> **AIM OF THE TASK**: Return the lines below exactly as they appear, please, starting with the first and ending with the one that contains "the current timestamp".

> **PROVIDED ENTRIES**:
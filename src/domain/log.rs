//! Audit log entries.
//!
//! Entries record pipeline steps and per-file outcomes for one project.
//! They are written once and never mutated.

use chrono::{DateTime, Utc};
use serde::{Deserialize, Serialize};
use uuid::Uuid;

use super::project::ErrorCode;

/// A single entry in a project's audit log
#[derive(Debug, Clone, Serialize, Deserialize)]
pub struct LogEntry {
    /// Unique identifier for this entry
    pub id: Uuid,

    /// The project this entry belongs to
    pub project_id: Uuid,

    /// Pipeline step tag
    pub step: LogStep,

    /// Human-readable message (NO secrets)
    pub message: String,

    /// When this entry was recorded
    pub timestamp: DateTime<Utc>,

    /// Artifact path, for per-file entries (relative to the project root)
    #[serde(default, skip_serializing_if = "Option::is_none")]
    pub path: Option<String>,

    /// Outcome, for per-file result entries
    #[serde(default, skip_serializing_if = "Option::is_none")]
    pub outcome: Option<FileOutcome>,

    /// Machine-readable error code, for failures
    #[serde(default, skip_serializing_if = "Option::is_none")]
    pub code: Option<ErrorCode>,

    /// SHA-256 prefix of the written content
    #[serde(default, skip_serializing_if = "Option::is_none")]
    pub content_hash: Option<String>,

    /// Size of the written content in bytes
    #[serde(default, skip_serializing_if = "Option::is_none")]
    pub size_bytes: Option<u64>,
}

impl LogEntry {
    /// Create a new entry with the current timestamp
    pub fn new(project_id: Uuid, step: LogStep, message: impl Into<String>) -> Self {
        Self {
            id: Uuid::new_v4(),
            project_id,
            step,
            message: message.into(),
            timestamp: Utc::now(),
            path: None,
            outcome: None,
            code: None,
            content_hash: None,
            size_bytes: None,
        }
    }

    pub fn with_path(mut self, path: impl Into<String>) -> Self {
        self.path = Some(path.into());
        self
    }

    pub fn with_outcome(mut self, outcome: FileOutcome) -> Self {
        self.outcome = Some(outcome);
        self
    }

    pub fn with_code(mut self, code: ErrorCode) -> Self {
        self.code = Some(code);
        self
    }

    /// Attach digest and size of a written artifact
    pub fn with_content(mut self, content_hash: String, size_bytes: u64) -> Self {
        self.content_hash = Some(content_hash);
        self.size_bytes = Some(size_bytes);
        self
    }

    /// Per-file success entry
    pub fn is_file_success(&self) -> bool {
        self.outcome == Some(FileOutcome::Success)
    }

    /// Per-file failure entry
    pub fn is_file_failure(&self) -> bool {
        self.outcome == Some(FileOutcome::Failure)
    }
}

/// Step tags used in the audit log
#[derive(Debug, Clone, Copy, PartialEq, Eq, Serialize, Deserialize)]
#[serde(rename_all = "snake_case")]
pub enum LogStep {
    Ingestion,
    Initialization,
    Planning,
    Structure,
    Frontend,
    Backend,
    Database,
    Root,
    Finalization,
    Complete,
    Optimization,
    Error,
}

impl LogStep {
    pub fn as_str(self) -> &'static str {
        match self {
            Self::Ingestion => "ingestion",
            Self::Initialization => "initialization",
            Self::Planning => "planning",
            Self::Structure => "structure",
            Self::Frontend => "frontend",
            Self::Backend => "backend",
            Self::Database => "database",
            Self::Root => "root",
            Self::Finalization => "finalization",
            Self::Complete => "complete",
            Self::Optimization => "optimization",
            Self::Error => "error",
        }
    }
}

/// Result of generating one artifact
#[derive(Debug, Clone, Copy, PartialEq, Eq, Serialize, Deserialize)]
#[serde(rename_all = "snake_case")]
pub enum FileOutcome {
    Success,
    Failure,
}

> **SOLUTION TO THIS TASK**:
filename src/domain/log.rs
//! Audit log entries.
//!
//! Entries record pipeline steps and per-file outcomes for one project.
//! They are written once and never mutated.

use chrono::{DateTime, Utc};
use serde::{Deserialize, Serialize};
use uuid::Uuid;

use super::project::ErrorCode;

/// A single entry in a project's audit log
#[derive(Debug, Clone, Serialize, Deserialize)]
pub struct LogEntry {
    /// Unique identifier for this entry
    pub id: Uuid,

    /// The project this entry belongs to
    pub project_id: Uuid,

    /// Pipeline step tag
    pub step: LogStep,

    /// Human-readable message (NO secrets)
    pub message: String,

    /// When this entry was recorded
    pub timestamp: DateTime<Utc>,

    /// Artifact path, for per-file entries (relative to the project root)
    #[serde(default, skip_serializing_if = "Option::is_none")]
    pub path: Option<String>,

    /// Outcome, for per-file result entries
    #[serde(default, skip_serializing_if = "Option::is_none")]
    pub outcome: Option<FileOutcome>,

    /// Machine-readable error code, for failures
    #[serde(default, skip_serializing_if = "Option::is_none")]
    pub code: Option<ErrorCode>,

    /// SHA-256 prefix of the written content
    #[serde(default, skip_serializing_if = "Option::is_none")]
    pub content_hash: Option<String>,

    /// Size of the written content in bytes
    #[serde(default, skip_serializing_if = "Option::is_none")]
    pub size_bytes: Option<u64>,
}

impl LogEntry {
    /// Create a new entry with the current timestamp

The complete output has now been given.